Can't use std.algorithm.remove on a char[]?
TheGag96 via Digitalmars-d-learn
digitalmars-d-learn at puremagic.com
Sun May 1 16:51:54 PDT 2016
On Sunday, 1 May 2016 at 09:11:22 UTC, ag0aep6g wrote:
> It's because of auto-decoding. char[] is an array of chars, but
> it's been made a range of dchars. Calling front on a char[]
> decodes up to four chars into one dchar.
>
> Obviously you can't take the address of the dchar, because it's
> just a return value.
>
> You can't assign through front, because the number of chars
> could be different from what's currently there. The whole array
> would have to be re-arranged then, which would be unexpectedly
> costly for the user.
>
> The auto-decoding behavior was chosen to make dealing with
> char[] less bug-prone. With auto-decoding you don't have to
> worry about cutting a multibyte sequence in half (can still cut
> a grapheme cluster in half, though). However, as you see, it
> creates other headaches, and it's considered a mistake by many.
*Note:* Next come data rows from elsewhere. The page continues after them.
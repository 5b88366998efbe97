//! Declarative YAML scenarios loaded from disk and run against the fake

mod common;

use std::fs;

use common::{config, FakeLibrary};
use shelfwalk_e2e::{E2eError, Scenario, StepStatus, TestSuite};

const BORROW_YAML: &str = r#"
name: borrow_from_yaml
description: Borrow the seeded copy from its catalog row
tags: [library, borrow]
steps:
  - action: navigate
    url: /catalog
  - action: wait_for_settled
  - action: assert_table_row
    row_text: To Kill a Mockingbird
    fields: [Harper Lee, "9780061120084"]
  - action: fill
    locator:
      target: input[name='patron_id']
      within: { has_text: To Kill a Mockingbird }
    value: "654321"
  - action: click
    locator:
      target: button:has-text('Borrow')
      within: { root: tr, has_text: To Kill a Mockingbird }
  - action: wait_for_settled
    until: load
    timeout_ms: 5000
  - action: wait_for_settled
  - action: assert_text
    locator: .flash-success
    pattern: { regex: "success|borrowed" }
  - action: screenshot
    name: borrowed
  - action: log
    message: borrow confirmed
"#;

const NAV_YAML: &str = r#"
name: nav_from_yaml
tags: [ui]
steps:
  - action: navigate
    url: /
  - action: wait_for_settled
    until:
      visible: "text=📖 Catalog"
  - action: assert_visible
    locator: "text=➕ Add Book"
"#;

#[tokio::test(start_paused = true)]
async fn yaml_directory_runs_end_to_end() {
    let specs = tempfile::tempdir().unwrap();
    fs::create_dir(specs.path().join("catalog")).unwrap();
    fs::write(specs.path().join("catalog/borrow.yaml"), BORROW_YAML).unwrap();
    fs::write(specs.path().join("nav.yml"), NAV_YAML).unwrap();
    fs::write(specs.path().join("README.md"), "not a scenario").unwrap();

    let scenarios = Scenario::load_all(specs.path()).unwrap();
    let names: Vec<_> = scenarios.iter().map(|s| s.name.as_str()).collect();
    assert_eq!(names, vec!["borrow_from_yaml", "nav_from_yaml"]);

    let fake = FakeLibrary::new();
    let output = tempfile::tempdir().unwrap();
    let mut suite = TestSuite::new(config(output.path()), fake.factory());
    suite.register_all(scenarios).unwrap();

    let report = suite.run().await;
    assert!(report.all_passed(), "{:?}", report.failures().collect::<Vec<_>>());

    let borrow = &report.scenarios[0];
    assert_eq!(borrow.steps.len(), 10);
    assert!(borrow.steps.iter().all(|s| s.status == StepStatus::Passed));
    assert!(borrow.log.iter().any(|e| e.message == "borrow confirmed"));
    assert!(output
        .path()
        .join("screenshots/borrow_from_yaml-borrowed.png")
        .exists());
    assert_eq!(fake.state.lock().borrows, vec![("654321".to_string(), 1)]);

    let written = report.write_json(output.path()).unwrap();
    let json: serde_json::Value = serde_json::from_str(&fs::read_to_string(written).unwrap()).unwrap();
    assert_eq!(json["passed"], 2);
    assert_eq!(json["scenarios"][1]["verdict"]["status"], "pass");
}

#[test]
fn unsettled_yaml_is_rejected_with_its_path() {
    let specs = tempfile::tempdir().unwrap();
    let path = specs.path().join("bad.yaml");
    fs::write(
        &path,
        r#"
name: bad
steps:
  - action: navigate
    url: /catalog
  - action: assert_visible
    locator: table
"#,
    )
    .unwrap();

    fs::write(specs.path().join("a_ok.yaml"), NAV_YAML).unwrap();

    match Scenario::load_all(specs.path()) {
        Err(E2eError::SpecParse(msg)) => {
            assert!(msg.contains("bad.yaml"), "{}", msg);
            assert!(msg.contains("settle"), "{}", msg);
        }
        other => panic!("expected a spec error, got {:?}", other.map(|s| s.len())),
    }
}

#[test]
fn malformed_yaml_names_the_file() {
    let specs = tempfile::tempdir().unwrap();
    let path = specs.path().join("broken.yaml");
    fs::write(&path, "name: broken\nsteps:\n  - action: teleport\n").unwrap();

    match Scenario::from_file(&path) {
        Err(E2eError::SpecParse(msg)) => assert!(msg.contains("broken.yaml"), "{}", msg),
        other => panic!("expected a spec error, got {:?}", other.map(|s| s.name)),
    }
}
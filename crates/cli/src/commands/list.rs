//! List Command

use anyhow::Result;
use clap::Args;
use serde::Serialize;
use shelfwalk_e2e::Scenario;

use super::ScenarioArgs;
use crate::output::{print_list, OutputFormat, TableDisplay};

#[derive(Args, Debug, Default)]
pub struct ListArgs {
    #[command(flatten)]
    pub scenarios: ScenarioArgs,
}

/// Scenario display wrapper for serialization
#[derive(Serialize)]
pub struct ScenarioDisplay {
    pub name: String,
    pub tags: Vec<String>,
    pub steps: usize,
    pub description: String,
}

impl From<&Scenario> for ScenarioDisplay {
    fn from(scenario: &Scenario) -> Self {
        Self {
            name: scenario.name.clone(),
            tags: scenario.tags.clone(),
            steps: scenario.steps.len(),
            description: scenario.description.clone(),
        }
    }
}

impl TableDisplay for ScenarioDisplay {
    fn headers() -> Vec<&'static str> {
        vec!["Name", "Tags", "Steps", "Description"]
    }

    fn row(&self) -> Vec<String> {
        vec![
            self.name.clone(),
            self.tags.join(", "),
            self.steps.to_string(),
            self.description.clone(),
        ]
    }
}

pub async fn execute(args: ListArgs, format: OutputFormat) -> Result<()> {
    let scenarios = args.scenarios.select()?;
    let items: Vec<ScenarioDisplay> = scenarios.iter().map(ScenarioDisplay::from).collect();
    print_list(&items, format);
    Ok(())
}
> Getting rid of it now would be a major breaking change. Could
> be worthwhile, though.
That's a shame. I'd really like to be able to remove a character
from a character array... I supplier I just have to get used to
casting to ubyte[] or maybe just using dchar[] instead. I'm
honestly surprised I haven't encountered this behavior sooner.
It's interesting - as I keep coding in D and learning about how
amazing it is to use, I always find these weird quirks here and
there to remind me that it isn't flawless... I guess it can't be
perfect, haha.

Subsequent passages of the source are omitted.